Based on its non-custodial architecture, Mixin has eliminated friction from the traditional onboarding process, allowing users to participate in perpetual contract trading without identity verification.
The trading process has been streamlined into five steps:
· Choose the trading asset
· Select long or short
· Input position size and leverage
· Confirm order details
· Confirm and open the position
The interface provides real-time visualization of price, position, and profit and loss (PnL), allowing users to complete trades without switching between multiple modules.
Mixin has directly integrated social features into the derivative trading environment. Users can create private trading communities and interact around real-time positions:
· End-to-end encrypted private groups supporting up to 1024 members
· End-to-end encrypted voice communication
· One-click position sharing
· One-click trade copying
On the execution side, Mixin aggregates liquidity from multiple sources and accesses decentralized protocol and external market liquidity through a unified trading interface.

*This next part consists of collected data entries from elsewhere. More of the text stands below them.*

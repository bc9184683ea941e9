//! Shared test helpers: an in-process axum stub of the report backend.

use std::collections::HashMap;
use std::sync::{Arc, Mutex};

use axum::Router;
use axum::extract::{Multipart, Query, State};
use axum::http::{StatusCode, header};
use axum::response::{IntoResponse, Response};
use axum::routing::{get, post};
use chrono::Utc;
use serde::Deserialize;
use serde_json::json;

use reportdesk_client::RestReportClient;
use reportdesk_core::config::api::ApiConfig;
use reportdesk_core::types::pagination::total_pages;
use reportdesk_entity::report::{
    CreateReportRequest, Report, ReportPage, ToggleReportRequest, UpdateReportRequest,
};

/// HTML document returned by the stub generate endpoint.
pub const GENERATED_HTML: &str = "<html>OK</html>";

/// Build a sample report with the given id.
pub fn sample_report(id: i64) -> Report {
    Report {
        id,
        template: format!("<p>template {id}</p>"),
        user_mail: "owner@example.com".to_string(),
        active: true,
        create_at: Utc::now(),
        update_at: Utc::now(),
    }
}

#[derive(Clone)]
struct BackendState {
    reports: Arc<Mutex<Vec<Report>>>,
    /// Multipart fields received by the last generate call.
    generate_fields: Arc<Mutex<HashMap<String, String>>>,
}

/// An in-process stub of the report backend.
pub struct TestBackend {
    /// Base URL including the `/api/v1` prefix.
    pub base_url: String,
    reports: Arc<Mutex<Vec<Report>>>,
    generate_fields: Arc<Mutex<HashMap<String, String>>>,
}

impl TestBackend {
    /// Spawn the stub on an ephemeral port, pre-seeded with reports.
    pub async fn spawn(initial: Vec<Report>) -> Self {
        let state = BackendState {
            reports: Arc::new(Mutex::new(initial)),
            generate_fields: Arc::new(Mutex::new(HashMap::new())),
        };

        let api = Router::new()
            .route(
                "/reports",
                get(list_reports).post(create_report).put(update_report),
            )
            .route("/reports/filter", get(filter_reports))
            .route("/reports/turnonoff", post(toggle_report))
            .route("/reports/generate", post(generate_report))
            .with_state(state.clone());
        let app = Router::new().nest("/api/v1", api);

        let listener = tokio::net::TcpListener::bind("127.0.0.1:0")
            .await
            .expect("Failed to bind stub backend");
        let addr = listener.local_addr().expect("Failed to read local addr");
        tokio::spawn(async move {
            axum::serve(listener, app).await.expect("Stub backend died");
        });

        Self {
            base_url: format!("http://{addr}/api/v1"),
            reports: state.reports,
            generate_fields: state.generate_fields,
        }
    }

    /// A REST client pointed at this backend.
    pub fn client(&self) -> Arc<RestReportClient> {
        let config = ApiConfig {
            base_url: self.base_url.clone(),
            request_timeout_seconds: 5,
            generate_timeout_seconds: 5,
        };
        Arc::new(RestReportClient::from_config(&config).expect("Failed to build client"))
    }

    /// Snapshot of the backend's report table.
    pub fn reports(&self) -> Vec<Report> {
        self.reports.lock().unwrap().clone()
    }

    /// Multipart fields received by the last generate call.
    pub fn generate_fields(&self) -> HashMap<String, String> {
        self.generate_fields.lock().unwrap().clone()
    }
}

#[derive(Debug, Deserialize)]
struct PageQuery {
    page: Option<u64>,
    page_size: Option<u64>,
}

#[derive(Debug, Deserialize)]
struct FilterQuery {
    id: i64,
    user_mail: Option<String>,
    page: Option<u64>,
    page_size: Option<u64>,
}

fn paginate(reports: Vec<Report>, page: Option<u64>, page_size: Option<u64>) -> ReportPage {
    let page = page.unwrap_or(1).max(1);
    let page_size = page_size.unwrap_or(10).max(1);
    let total_count = reports.len() as u64;
    let start = ((page - 1) * page_size) as usize;
    let items: Vec<Report> = reports
        .into_iter()
        .skip(start)
        .take(page_size as usize)
        .collect();
    ReportPage {
        reports: items,
        total_count,
        page,
        page_size,
        total_pages: total_pages(total_count, page_size),
    }
}

fn error_response(status: StatusCode, message: &str) -> Response {
    (status, axum::Json(json!({ "error": message }))).into_response()
}

async fn list_reports(State(state): State<BackendState>, Query(q): Query<PageQuery>) -> Response {
    let reports = state.reports.lock().unwrap().clone();
    axum::Json(paginate(reports, q.page, q.page_size)).into_response()
}

async fn filter_reports(
    State(state): State<BackendState>,
    Query(q): Query<FilterQuery>,
) -> Response {
    let reports: Vec<Report> = state
        .reports
        .lock()
        .unwrap()
        .iter()
        .filter(|r| r.id == q.id)
        .filter(|r| q.user_mail.as_ref().is_none_or(|mail| &r.user_mail == mail))
        .cloned()
        .collect();
    axum::Json(paginate(reports, q.page, q.page_size)).into_response()
}

async fn create_report(
    State(state): State<BackendState>,
    axum::Json(req): axum::Json<CreateReportRequest>,
) -> Response {
    let mut reports = state.reports.lock().unwrap();
    let id = reports.iter().map(|r| r.id).max().unwrap_or(0) + 1;
    let report = Report {
        id,
        template: req.template,
        user_mail: req.user_mail,
        active: true,
        create_at: Utc::now(),
        update_at: Utc::now(),
    };
    reports.push(report.clone());
    (StatusCode::CREATED, axum::Json(report)).into_response()
}

async fn update_report(
    State(state): State<BackendState>,
    axum::Json(req): axum::Json<UpdateReportRequest>,
) -> Response {
    let mut reports = state.reports.lock().unwrap();
    match reports.iter_mut().find(|r| r.id == req.id) {
        Some(entry) => {
            entry.template = req.template;
            entry.update_at = Utc::now();
            axum::Json(entry.clone()).into_response()
        }
        None => error_response(StatusCode::NOT_FOUND, "report not found"),
    }
}

async fn toggle_report(
    State(state): State<BackendState>,
    axum::Json(req): axum::Json<ToggleReportRequest>,
) -> Response {
    let mut reports = state.reports.lock().unwrap();
    match reports.iter_mut().find(|r| r.id == req.id) {
        Some(entry) => {
            entry.active = req.active;
            StatusCode::NO_CONTENT.into_response()
        }
        None => error_response(StatusCode::NOT_FOUND, "report not found"),
    }
}

async fn generate_report(State(state): State<BackendState>, mut multipart: Multipart) -> Response {
    let mut fields = HashMap::new();
    while let Some(field) = multipart.next_field().await.unwrap_or(None) {
        let name = field.name().unwrap_or_default().to_string();
        if name == "file" {
            let file_name = field.file_name().unwrap_or_default().to_string();
            let bytes = field.bytes().await.unwrap_or_default();
            fields.insert("file_name".to_string(), file_name);
            fields.insert("file_len".to_string(), bytes.len().to_string());
        } else {
            let value = field.text().await.unwrap_or_default();
            fields.insert(name, value);
        }
    }

    let Some(id) = fields.get("idReport").and_then(|v| v.parse::<i64>().ok()) else {
        return error_response(StatusCode::BAD_REQUEST, "Invalid idReport");
    };
    *state.generate_fields.lock().unwrap() = fields;

    let known = state.reports.lock().unwrap().iter().any(|r| r.id == id);
    if !known {
        return error_response(StatusCode::NOT_FOUND, "report not found");
    }

    ([(header::CONTENT_TYPE, "text/html")], GENERATED_HTML).into_response()
}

By combining social interaction with trade execution, Mixin enables users to collaborate, share, and execute trading strategies instantly within the same environment.
Mixin has also introduced a referral incentive system based on trading behavior:
· Users can join with an invite code
· Up to 60% of trading fees as referral rewards
· Incentive mechanism designed for long-term, sustainable earnings
This model aims to drive user-driven network expansion and organic growth.

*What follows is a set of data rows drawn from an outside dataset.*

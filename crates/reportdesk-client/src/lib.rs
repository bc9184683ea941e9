//! # reportdesk-client
//!
//! Typed REST client for the report backend: the [`ReportApi`] trait seam
//! plus the reqwest-backed [`RestReportClient`] implementation.

pub mod api;
pub mod rest;

pub use api::ReportApi;
pub use rest::RestReportClient;
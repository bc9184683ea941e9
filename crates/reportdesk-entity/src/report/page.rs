//! Paginated report listing as returned by the backend.

use serde::{Deserialize, Serialize};

use super::model::Report;

/// One page of reports plus pagination metadata.
///
/// Invariants (backend-enforced, checked by the test suite):
/// `reports.len() <= page_size` and
/// `total_pages == ceil(total_count / page_size)`.
#[derive(Debug, Clone, PartialEq, Serialize, Deserialize)]
pub struct ReportPage {
    /// The reports on this page, in server order.
    pub reports: Vec<Report>,
    /// Total number of reports across all pages.
    pub total_count: u64,
    /// Current page number (1-based).
    pub page: u64,
    /// Number of reports per page.
    pub page_size: u64,
    /// Total number of pages.
    pub total_pages: u64,
}

impl ReportPage {
    /// An empty page for the given request parameters.
    pub fn empty(page: u64, page_size: u64) -> Self {
        Self {
            reports: Vec::new(),
            total_count: 0,
            page,
            page_size,
            total_pages: 0,
        }
    }
}
//! One-shot report generation request types.

pub mod request;
pub mod source;

pub use request::GenerateReportRequest;
pub use source::SourceFile;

Mixin's derivative transactions are built on top of its existing self-custody wallet infrastructure, with core features including:
· Separation of transaction account and asset storage
· User full control over assets
· Platform does not custody user funds
· Built-in privacy mechanisms to reduce data exposure
The system aims to strike a balance between transaction efficiency, asset security, and privacy protection.
Against the background of perpetual contracts becoming a mainstream trading tool, Mixin is exploring a different development direction by lowering barriers, enhancing social and privacy attributes.

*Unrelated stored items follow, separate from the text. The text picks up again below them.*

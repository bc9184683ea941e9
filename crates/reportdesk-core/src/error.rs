//! Unified application error types for ReportDesk.
//!
//! All crates map their internal errors into [`AppError`] for consistent
//! propagation through the ? operator.

use std::fmt;
use thiserror::Error;

/// Top-level error kind categorization used across the entire application.
#[derive(Debug, Clone, Copy, PartialEq, Eq, Hash, serde::Serialize, serde::Deserialize)]
pub enum ErrorKind {
    /// The network was unreachable or the request timed out.
    Transport,
    /// The backend answered with a non-2xx status.
    Http,
    /// Client-side input validation failed.
    Validation,
    /// A configuration error occurred.
    Configuration,
    /// A serialization/deserialization error occurred.
    Serialization,
    /// A local file I/O error occurred.
    Io,
}

impl fmt::Display for ErrorKind {
    fn fmt(&self, f: &mut fmt::Formatter<'_>) -> fmt::Result {
        match self {
            Self::Transport => write!(f, "TRANSPORT"),
            Self::Http => write!(f, "HTTP"),
            Self::Validation => write!(f, "VALIDATION"),
            Self::Configuration => write!(f, "CONFIGURATION"),
            Self::Serialization => write!(f, "SERIALIZATION"),
            Self::Io => write!(f, "IO"),
        }
    }
}

/// The unified application error used throughout ReportDesk.
///
/// All crate-specific errors are mapped into `AppError` using `From` impls
/// or explicit `.map_err()` calls. This provides a single error type for
/// the entire application boundary.
#[derive(Debug, Error)]
#[error("{kind}: {message}")]
pub struct AppError {
    /// The category of error.
    pub kind: ErrorKind,
    /// A human-readable error message.
    pub message: String,
    /// Optional underlying cause.
    #[source]
    pub source: Option<Box<dyn std::error::Error + Send + Sync>>,
}

impl AppError {
    /// Create a new application error.
    pub fn new(kind: ErrorKind, message: impl Into<String>) -> Self {
        Self {
            kind,
            message: message.into(),
            source: None,
        }
    }

    /// Create a new application error with an underlying cause.
    pub fn with_source(
        kind: ErrorKind,
        message: impl Into<String>,
        source: impl std::error::Error + Send + Sync + 'static,
    ) -> Self {
        Self {
            kind,
            message: message.into(),
            source: Some(Box::new(source)),
        }
    }

    /// Create a transport error.
    pub fn transport(message: impl Into<String>) -> Self {
        Self::new(ErrorKind::Transport, message)
    }

    /// Create an HTTP error carrying the status code and backend message.
    pub fn http(status: u16, message: impl Into<String>) -> Self {
        Self::new(ErrorKind::Http, format!("HTTP {status}: {}", message.into()))
    }

    /// Create a validation error.
    pub fn validation(message: impl Into<String>) -> Self {
        Self::new(ErrorKind::Validation, message)
    }

    /// Create a configuration error.
    pub fn configuration(message: impl Into<String>) -> Self {
        Self::new(ErrorKind::Configuration, message)
    }

    /// Create a serialization error.
    pub fn serialization(message: impl Into<String>) -> Self {
        Self::new(ErrorKind::Serialization, message)
    }

    /// Create a local I/O error.
    pub fn io(message: impl Into<String>) -> Self {
        Self::new(ErrorKind::Io, message)
    }
}

impl Clone for AppError {
    fn clone(&self) -> Self {
        Self {
            kind: self.kind,
            message: self.message.clone(),
            source: None,
        }
    }
}

impl From<serde_json::Error> for AppError {
    fn from(err: serde_json::Error) -> Self {
        Self::with_source(
            ErrorKind::Serialization,
            format!("JSON serialization error: {err}"),
            err,
        )
    }
}

impl From<std::io::Error> for AppError {
    fn from(err: std::io::Error) -> Self {
        Self::with_source(ErrorKind::Io, format!("I/O error: {err}"), err)
    }
}

impl From<config::ConfigError> for AppError {
    fn from(err: config::ConfigError) -> Self {
        Self::with_source(
            ErrorKind::Configuration,
            format!("Configuration error: {err}"),
            err,
        )
    }
}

The platform does not only view transactions as execution actions but positions them as a networked activity: transactions have social attributes, strategies can be shared, and relationships between individuals also become part of the financial system.
Mixin's design is based on a user-initiated, user-controlled model. The platform neither custodies assets nor executes transactions on behalf of users.
This model aligns with a statement issued by the U.S. Securities and Exchange Commission (SEC) on April 13, 2026, titled "Staff Statement on Whether Partial User Interface Used in Preparing Cryptocurrency Securities Transactions May Require Broker-Dealer Registration."
The statement indicates that, under the premise where transactions are entirely initiated and controlled by users, non-custodial service providers that offer neutral interfaces may not need to register as broker-dealers or exchanges.
Mixin is a decentralized, self-custodial privacy wallet designed to provide secure and efficient digital asset management services.
Its core capabilities include:
· Aggregation: integrating multi-chain assets and routing between different transaction paths to simplify user operations
· High liquidity access: connecting to various liquidity sources, including decentralized protocols and external markets
· Decentralization: achieving full user control over assets without relying on custodial intermediaries
· Privacy protection: safeguarding assets and data through MPC, CryptoNote, and end-to-end encrypted communication
Mixin has been in operation for over 8 years, supporting over 40 blockchains and more than 10,000 assets, with a global user base exceeding 10 million and an on-chain self-custodied asset scale of over $1 billion.